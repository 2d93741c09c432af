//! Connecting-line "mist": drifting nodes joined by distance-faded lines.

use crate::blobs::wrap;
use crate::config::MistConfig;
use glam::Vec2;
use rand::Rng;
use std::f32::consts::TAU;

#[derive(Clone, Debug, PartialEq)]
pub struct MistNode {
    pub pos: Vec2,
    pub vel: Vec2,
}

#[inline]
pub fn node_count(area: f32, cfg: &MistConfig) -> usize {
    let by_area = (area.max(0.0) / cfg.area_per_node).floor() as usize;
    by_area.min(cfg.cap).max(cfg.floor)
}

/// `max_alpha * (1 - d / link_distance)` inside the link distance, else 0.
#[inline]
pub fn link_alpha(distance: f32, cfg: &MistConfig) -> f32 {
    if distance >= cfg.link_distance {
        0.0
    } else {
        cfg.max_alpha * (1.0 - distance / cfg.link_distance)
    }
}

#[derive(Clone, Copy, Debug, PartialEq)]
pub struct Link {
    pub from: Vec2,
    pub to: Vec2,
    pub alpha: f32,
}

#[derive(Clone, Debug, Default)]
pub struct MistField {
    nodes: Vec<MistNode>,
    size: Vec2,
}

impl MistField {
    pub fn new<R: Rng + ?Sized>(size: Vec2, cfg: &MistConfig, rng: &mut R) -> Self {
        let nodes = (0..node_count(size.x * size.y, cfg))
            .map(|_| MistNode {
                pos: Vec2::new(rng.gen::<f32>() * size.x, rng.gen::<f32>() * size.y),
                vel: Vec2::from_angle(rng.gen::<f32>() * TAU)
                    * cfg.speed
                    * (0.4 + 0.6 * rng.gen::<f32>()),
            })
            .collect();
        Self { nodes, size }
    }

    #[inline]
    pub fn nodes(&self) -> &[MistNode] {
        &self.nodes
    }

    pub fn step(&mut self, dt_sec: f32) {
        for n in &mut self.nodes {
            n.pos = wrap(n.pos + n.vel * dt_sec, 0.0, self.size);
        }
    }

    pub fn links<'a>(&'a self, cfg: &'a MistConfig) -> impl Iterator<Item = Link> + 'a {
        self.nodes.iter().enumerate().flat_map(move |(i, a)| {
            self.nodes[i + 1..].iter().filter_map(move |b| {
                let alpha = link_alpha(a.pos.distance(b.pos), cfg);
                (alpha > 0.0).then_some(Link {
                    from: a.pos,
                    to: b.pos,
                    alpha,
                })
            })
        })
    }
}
--------------------------------
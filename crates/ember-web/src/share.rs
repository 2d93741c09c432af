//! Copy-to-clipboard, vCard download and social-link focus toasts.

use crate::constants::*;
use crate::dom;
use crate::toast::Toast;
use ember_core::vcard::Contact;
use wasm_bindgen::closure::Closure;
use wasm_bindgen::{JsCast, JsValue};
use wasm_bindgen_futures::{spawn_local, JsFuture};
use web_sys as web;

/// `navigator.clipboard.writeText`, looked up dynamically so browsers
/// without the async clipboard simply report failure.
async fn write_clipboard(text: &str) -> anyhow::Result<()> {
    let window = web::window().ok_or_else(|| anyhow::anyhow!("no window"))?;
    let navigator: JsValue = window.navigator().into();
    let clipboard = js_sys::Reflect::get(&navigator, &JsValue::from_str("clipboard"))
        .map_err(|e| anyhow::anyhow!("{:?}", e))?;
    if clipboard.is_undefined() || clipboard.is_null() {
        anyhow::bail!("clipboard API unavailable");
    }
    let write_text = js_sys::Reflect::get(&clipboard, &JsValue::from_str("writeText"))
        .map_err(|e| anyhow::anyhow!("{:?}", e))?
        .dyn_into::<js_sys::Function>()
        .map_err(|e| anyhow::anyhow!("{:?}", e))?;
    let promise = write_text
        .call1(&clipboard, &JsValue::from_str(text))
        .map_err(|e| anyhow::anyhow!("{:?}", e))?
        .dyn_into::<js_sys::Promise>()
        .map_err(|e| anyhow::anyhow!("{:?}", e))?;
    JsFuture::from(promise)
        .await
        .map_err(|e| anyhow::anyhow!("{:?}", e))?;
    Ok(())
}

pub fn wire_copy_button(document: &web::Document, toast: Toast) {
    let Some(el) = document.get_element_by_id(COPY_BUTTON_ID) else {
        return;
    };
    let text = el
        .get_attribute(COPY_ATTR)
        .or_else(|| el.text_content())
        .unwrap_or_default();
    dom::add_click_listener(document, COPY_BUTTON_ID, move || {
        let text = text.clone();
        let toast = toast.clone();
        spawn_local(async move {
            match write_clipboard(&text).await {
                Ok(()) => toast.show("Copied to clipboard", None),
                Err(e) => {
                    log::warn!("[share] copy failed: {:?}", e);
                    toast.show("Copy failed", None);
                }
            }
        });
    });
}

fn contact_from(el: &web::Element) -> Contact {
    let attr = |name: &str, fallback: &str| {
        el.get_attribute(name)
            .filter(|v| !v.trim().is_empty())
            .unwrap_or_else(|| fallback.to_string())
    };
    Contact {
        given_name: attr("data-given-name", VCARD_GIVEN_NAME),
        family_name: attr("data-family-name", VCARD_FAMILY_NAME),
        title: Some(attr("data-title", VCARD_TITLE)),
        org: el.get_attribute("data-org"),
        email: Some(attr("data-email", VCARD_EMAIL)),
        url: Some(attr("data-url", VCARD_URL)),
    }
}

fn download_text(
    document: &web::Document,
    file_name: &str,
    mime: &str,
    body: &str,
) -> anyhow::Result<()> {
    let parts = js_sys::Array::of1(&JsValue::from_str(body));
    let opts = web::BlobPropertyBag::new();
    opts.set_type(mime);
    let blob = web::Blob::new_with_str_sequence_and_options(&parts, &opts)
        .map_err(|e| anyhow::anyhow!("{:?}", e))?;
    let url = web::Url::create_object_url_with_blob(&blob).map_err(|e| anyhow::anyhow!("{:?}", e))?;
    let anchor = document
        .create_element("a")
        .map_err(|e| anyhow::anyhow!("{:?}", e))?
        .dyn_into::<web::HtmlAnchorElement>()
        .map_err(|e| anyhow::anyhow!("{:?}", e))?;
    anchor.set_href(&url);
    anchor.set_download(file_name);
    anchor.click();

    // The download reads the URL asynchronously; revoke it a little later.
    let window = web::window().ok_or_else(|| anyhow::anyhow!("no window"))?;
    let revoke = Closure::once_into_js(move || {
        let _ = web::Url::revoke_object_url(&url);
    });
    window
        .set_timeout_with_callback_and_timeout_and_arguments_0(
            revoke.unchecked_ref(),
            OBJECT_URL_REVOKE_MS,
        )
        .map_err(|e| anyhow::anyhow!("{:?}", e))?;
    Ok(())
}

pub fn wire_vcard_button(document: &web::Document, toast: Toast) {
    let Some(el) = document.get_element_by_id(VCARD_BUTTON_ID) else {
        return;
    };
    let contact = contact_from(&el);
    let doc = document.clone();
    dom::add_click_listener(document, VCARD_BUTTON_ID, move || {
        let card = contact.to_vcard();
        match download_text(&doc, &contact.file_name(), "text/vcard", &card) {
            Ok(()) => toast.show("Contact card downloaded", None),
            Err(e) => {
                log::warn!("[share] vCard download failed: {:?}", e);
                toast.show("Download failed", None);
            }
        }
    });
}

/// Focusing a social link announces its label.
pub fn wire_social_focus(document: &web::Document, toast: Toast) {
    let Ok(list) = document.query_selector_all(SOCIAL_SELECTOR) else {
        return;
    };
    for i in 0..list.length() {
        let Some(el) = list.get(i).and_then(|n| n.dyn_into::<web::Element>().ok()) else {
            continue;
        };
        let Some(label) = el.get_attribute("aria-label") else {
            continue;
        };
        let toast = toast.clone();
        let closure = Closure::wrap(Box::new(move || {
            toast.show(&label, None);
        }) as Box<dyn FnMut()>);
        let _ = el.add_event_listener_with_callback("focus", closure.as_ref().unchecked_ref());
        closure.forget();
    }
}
--------------------------------
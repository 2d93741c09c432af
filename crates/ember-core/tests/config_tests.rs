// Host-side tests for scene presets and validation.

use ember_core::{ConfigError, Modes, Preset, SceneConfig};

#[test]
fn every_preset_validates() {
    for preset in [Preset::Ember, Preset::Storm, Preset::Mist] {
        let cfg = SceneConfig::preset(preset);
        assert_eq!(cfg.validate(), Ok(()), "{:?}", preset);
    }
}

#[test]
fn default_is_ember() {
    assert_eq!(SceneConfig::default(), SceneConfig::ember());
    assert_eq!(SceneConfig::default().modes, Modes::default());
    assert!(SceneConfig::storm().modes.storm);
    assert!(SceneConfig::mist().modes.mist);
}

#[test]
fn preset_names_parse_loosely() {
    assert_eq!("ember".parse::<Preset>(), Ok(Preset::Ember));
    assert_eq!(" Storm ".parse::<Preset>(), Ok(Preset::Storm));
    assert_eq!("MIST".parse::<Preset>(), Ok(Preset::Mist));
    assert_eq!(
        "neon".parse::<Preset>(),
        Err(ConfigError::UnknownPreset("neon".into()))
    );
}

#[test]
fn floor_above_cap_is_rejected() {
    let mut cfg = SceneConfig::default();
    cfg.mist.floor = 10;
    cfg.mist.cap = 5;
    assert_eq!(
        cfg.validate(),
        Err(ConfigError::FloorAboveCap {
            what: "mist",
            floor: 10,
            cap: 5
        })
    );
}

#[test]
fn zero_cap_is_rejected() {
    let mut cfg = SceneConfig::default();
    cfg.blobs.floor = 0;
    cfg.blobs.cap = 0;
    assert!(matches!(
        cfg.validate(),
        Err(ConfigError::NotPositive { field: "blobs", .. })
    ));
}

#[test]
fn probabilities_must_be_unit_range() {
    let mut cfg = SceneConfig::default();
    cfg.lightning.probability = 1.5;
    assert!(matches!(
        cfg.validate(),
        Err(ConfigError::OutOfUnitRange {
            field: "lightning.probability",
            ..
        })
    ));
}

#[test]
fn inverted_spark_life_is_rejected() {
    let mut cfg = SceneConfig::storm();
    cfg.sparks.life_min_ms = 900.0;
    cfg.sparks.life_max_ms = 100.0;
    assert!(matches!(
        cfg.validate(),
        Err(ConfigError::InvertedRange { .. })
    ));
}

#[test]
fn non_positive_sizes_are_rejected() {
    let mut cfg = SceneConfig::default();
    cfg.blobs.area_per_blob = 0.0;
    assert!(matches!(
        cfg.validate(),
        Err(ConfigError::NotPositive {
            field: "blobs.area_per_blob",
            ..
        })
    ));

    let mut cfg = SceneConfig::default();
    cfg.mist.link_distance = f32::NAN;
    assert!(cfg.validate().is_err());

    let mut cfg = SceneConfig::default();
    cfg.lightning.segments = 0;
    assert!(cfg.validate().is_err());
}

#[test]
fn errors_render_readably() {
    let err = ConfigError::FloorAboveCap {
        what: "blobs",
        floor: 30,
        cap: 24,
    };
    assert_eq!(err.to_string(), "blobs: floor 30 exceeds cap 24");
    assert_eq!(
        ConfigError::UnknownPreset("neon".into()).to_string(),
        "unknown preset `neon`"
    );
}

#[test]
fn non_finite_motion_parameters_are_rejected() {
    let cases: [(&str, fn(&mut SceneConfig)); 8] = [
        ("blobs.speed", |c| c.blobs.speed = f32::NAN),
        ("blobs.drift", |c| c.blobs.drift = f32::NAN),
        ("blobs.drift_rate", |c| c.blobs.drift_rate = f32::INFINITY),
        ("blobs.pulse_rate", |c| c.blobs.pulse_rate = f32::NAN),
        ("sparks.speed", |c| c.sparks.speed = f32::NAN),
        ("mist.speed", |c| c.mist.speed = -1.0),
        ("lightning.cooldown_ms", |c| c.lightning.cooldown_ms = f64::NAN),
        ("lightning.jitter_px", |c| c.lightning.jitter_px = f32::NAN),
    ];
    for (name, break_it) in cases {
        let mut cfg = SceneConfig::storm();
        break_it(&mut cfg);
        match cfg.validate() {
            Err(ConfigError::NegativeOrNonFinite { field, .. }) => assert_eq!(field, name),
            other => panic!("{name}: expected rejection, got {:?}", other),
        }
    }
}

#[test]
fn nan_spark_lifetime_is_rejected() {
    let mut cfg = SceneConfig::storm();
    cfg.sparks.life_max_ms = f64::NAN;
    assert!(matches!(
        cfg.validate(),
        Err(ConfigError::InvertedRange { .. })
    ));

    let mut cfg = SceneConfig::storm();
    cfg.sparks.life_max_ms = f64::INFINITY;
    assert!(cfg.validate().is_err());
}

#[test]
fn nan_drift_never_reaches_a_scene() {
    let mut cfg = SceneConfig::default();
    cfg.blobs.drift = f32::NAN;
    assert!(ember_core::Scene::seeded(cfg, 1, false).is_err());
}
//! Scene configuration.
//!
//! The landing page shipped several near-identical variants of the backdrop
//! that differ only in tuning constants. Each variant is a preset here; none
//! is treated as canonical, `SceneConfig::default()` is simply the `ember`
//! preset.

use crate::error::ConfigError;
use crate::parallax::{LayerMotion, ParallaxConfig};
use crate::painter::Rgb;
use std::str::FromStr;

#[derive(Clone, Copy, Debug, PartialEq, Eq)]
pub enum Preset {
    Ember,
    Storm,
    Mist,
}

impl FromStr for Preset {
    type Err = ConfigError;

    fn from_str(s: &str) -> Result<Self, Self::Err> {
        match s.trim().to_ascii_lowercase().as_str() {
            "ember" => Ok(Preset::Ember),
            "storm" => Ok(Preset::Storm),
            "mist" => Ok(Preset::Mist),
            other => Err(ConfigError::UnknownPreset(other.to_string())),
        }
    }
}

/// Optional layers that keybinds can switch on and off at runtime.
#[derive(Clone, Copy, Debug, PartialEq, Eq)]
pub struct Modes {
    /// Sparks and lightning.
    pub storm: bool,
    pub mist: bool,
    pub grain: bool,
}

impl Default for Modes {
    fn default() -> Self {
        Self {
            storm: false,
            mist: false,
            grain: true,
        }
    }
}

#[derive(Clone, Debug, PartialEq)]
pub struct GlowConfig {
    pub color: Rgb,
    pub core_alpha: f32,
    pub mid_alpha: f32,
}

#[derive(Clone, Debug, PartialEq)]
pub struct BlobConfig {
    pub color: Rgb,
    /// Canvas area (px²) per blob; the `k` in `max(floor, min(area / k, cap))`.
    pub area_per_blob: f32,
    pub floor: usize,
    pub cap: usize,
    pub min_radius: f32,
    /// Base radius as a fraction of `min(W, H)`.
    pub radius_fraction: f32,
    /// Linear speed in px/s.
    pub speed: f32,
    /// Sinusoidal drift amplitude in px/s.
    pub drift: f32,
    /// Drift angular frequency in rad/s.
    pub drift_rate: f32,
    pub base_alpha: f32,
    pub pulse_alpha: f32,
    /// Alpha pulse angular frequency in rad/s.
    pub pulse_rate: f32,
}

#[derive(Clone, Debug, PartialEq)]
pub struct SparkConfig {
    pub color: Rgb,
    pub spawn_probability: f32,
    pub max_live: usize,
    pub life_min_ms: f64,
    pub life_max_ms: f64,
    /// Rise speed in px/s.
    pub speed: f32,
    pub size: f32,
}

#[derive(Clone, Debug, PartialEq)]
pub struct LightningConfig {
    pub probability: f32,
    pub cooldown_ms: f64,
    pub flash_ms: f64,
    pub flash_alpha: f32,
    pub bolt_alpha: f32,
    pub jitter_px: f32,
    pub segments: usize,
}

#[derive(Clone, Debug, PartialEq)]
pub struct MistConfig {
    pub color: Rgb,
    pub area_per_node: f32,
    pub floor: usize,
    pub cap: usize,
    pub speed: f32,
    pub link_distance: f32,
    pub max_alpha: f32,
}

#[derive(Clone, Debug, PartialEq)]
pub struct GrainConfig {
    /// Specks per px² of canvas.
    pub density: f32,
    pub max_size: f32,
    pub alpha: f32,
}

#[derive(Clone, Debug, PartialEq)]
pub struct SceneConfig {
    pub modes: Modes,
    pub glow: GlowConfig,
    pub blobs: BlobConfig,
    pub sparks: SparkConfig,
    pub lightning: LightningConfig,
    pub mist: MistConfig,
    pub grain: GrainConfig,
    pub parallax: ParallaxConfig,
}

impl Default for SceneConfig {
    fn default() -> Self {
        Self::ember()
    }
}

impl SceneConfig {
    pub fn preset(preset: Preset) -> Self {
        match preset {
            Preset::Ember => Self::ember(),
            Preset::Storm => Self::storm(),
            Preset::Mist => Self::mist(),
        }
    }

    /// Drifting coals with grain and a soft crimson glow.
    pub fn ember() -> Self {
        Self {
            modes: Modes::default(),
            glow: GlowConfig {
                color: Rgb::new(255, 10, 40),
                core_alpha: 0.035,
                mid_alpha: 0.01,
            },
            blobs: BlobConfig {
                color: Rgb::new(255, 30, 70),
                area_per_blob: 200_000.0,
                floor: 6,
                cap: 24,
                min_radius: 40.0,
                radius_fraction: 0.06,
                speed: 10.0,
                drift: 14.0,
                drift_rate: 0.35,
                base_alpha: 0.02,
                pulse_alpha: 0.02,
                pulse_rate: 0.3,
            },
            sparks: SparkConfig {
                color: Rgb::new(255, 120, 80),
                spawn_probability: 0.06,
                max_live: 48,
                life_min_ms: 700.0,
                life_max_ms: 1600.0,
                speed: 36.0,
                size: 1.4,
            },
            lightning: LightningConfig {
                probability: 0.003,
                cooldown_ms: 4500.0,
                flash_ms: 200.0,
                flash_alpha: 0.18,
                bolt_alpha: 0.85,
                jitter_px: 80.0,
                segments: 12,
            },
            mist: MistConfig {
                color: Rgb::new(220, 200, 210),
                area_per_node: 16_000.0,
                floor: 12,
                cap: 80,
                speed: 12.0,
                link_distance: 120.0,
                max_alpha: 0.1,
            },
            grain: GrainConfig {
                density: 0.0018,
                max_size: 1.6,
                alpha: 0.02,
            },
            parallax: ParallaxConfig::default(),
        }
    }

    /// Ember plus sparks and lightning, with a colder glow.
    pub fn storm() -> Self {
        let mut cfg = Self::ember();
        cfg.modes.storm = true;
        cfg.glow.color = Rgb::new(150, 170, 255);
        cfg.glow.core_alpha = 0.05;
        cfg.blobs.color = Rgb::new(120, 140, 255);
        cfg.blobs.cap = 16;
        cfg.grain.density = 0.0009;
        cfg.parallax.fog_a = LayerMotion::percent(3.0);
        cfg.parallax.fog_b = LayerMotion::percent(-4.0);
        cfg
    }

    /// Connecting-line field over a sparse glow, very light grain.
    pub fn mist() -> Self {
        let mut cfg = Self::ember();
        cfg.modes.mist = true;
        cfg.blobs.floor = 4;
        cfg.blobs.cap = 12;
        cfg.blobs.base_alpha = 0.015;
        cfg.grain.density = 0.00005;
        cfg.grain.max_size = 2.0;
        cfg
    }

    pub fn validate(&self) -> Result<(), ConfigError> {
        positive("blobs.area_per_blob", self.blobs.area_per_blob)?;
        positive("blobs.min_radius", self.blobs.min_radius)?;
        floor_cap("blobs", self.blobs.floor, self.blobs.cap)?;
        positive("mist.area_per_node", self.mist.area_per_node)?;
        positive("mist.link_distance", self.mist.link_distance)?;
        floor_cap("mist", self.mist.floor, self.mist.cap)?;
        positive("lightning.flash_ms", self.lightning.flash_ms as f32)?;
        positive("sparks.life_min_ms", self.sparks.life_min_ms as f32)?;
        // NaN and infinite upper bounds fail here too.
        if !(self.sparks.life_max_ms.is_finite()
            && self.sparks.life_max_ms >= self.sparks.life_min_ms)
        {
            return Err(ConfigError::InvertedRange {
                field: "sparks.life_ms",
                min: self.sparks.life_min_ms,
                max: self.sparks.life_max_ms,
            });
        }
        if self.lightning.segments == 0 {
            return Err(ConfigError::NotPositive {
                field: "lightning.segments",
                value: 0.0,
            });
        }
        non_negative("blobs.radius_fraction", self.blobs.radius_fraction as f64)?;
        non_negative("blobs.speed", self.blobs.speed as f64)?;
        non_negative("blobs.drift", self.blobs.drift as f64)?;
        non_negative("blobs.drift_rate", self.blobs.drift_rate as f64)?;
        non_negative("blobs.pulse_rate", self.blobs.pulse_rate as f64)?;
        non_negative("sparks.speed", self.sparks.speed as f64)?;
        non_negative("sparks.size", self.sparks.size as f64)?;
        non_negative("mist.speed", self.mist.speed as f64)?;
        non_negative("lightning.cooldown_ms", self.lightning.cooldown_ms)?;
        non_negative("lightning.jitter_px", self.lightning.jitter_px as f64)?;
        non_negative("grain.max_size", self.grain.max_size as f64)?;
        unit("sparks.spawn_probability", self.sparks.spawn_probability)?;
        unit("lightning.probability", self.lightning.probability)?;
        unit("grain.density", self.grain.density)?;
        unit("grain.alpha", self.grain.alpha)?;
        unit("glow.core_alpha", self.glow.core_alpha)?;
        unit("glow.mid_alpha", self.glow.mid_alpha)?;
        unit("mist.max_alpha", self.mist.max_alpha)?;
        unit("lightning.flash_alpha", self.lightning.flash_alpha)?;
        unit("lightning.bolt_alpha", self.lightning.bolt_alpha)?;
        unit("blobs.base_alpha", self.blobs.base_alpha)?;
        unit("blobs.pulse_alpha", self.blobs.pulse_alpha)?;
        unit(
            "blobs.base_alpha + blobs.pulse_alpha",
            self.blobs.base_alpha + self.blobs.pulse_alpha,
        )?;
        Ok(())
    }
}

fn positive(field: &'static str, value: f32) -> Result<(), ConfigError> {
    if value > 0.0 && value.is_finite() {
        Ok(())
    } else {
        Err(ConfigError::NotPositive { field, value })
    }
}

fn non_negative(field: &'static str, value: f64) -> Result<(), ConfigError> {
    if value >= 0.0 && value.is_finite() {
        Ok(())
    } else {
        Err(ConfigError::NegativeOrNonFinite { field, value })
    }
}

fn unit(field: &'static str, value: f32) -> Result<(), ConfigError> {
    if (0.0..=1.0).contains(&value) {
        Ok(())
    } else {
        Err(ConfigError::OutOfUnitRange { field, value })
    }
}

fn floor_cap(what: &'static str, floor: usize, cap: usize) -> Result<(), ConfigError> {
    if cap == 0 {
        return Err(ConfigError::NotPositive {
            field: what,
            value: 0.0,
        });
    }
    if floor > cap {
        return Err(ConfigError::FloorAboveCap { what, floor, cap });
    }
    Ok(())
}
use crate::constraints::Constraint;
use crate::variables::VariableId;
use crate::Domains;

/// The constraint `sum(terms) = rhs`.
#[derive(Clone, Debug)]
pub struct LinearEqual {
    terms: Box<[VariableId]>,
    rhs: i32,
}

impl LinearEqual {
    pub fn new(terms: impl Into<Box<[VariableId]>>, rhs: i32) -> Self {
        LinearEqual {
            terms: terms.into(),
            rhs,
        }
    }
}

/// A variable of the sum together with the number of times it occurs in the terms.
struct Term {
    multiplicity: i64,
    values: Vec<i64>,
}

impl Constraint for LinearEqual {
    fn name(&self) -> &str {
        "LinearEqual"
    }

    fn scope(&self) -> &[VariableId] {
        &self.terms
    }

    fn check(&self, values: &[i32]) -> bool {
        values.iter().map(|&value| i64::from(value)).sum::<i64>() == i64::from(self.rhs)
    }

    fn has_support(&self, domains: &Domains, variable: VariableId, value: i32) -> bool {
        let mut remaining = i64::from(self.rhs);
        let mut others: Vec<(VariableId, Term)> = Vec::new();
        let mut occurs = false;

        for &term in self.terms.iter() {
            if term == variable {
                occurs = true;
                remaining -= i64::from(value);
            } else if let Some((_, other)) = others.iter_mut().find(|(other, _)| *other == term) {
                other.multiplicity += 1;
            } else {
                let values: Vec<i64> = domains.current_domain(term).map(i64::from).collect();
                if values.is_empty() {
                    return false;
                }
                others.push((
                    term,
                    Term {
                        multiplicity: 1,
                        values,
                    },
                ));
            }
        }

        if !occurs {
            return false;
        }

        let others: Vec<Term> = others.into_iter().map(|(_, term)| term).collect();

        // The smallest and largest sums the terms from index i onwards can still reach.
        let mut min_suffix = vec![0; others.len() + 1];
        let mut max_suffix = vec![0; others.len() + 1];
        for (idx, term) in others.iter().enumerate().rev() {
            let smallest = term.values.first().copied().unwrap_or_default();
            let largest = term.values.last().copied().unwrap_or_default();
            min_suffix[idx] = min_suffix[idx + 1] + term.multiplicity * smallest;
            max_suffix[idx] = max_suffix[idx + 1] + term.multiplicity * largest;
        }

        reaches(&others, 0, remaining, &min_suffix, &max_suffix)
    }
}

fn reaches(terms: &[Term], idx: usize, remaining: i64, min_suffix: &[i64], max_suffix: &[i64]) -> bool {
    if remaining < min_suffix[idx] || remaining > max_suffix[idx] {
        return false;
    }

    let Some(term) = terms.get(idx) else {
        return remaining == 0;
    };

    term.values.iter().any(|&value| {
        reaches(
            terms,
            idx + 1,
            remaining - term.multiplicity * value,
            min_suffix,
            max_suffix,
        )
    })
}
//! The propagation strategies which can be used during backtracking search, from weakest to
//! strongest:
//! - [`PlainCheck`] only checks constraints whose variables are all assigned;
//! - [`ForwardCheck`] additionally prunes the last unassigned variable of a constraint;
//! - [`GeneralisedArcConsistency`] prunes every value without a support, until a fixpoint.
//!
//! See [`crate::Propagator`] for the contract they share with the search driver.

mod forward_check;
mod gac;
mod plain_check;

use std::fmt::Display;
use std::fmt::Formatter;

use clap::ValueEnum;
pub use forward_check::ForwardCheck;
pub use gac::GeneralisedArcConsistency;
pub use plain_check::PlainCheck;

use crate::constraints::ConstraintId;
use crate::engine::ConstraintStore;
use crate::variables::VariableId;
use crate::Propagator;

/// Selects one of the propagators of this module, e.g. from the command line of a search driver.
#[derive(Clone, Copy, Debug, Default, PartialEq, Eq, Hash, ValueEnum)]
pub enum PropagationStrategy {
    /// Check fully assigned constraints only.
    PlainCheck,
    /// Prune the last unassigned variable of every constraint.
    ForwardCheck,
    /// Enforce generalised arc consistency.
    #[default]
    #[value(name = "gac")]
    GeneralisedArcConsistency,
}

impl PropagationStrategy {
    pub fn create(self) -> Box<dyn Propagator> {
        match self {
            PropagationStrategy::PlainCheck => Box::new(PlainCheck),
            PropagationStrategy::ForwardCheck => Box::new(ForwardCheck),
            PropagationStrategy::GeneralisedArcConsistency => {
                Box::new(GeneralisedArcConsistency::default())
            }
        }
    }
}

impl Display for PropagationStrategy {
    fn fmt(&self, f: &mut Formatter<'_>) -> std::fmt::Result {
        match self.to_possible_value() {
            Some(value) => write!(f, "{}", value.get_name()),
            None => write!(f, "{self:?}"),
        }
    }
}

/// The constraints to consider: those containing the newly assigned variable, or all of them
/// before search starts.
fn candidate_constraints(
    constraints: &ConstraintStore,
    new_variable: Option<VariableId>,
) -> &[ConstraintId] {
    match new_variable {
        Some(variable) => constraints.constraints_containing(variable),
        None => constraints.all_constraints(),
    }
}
--------------------------------
Please show each line in the records above that contains "data".

#### Task answer:
        given_name: attr("data-given-name", VCARD_GIVEN_NAME),
        family_name: attr("data-family-name", VCARD_FAMILY_NAME),
        title: Some(attr("data-title", VCARD_TITLE)),
        org: el.get_attribute("data-org"),
        email: Some(attr("data-email", VCARD_EMAIL)),
        url: Some(attr("data-url", VCARD_URL)),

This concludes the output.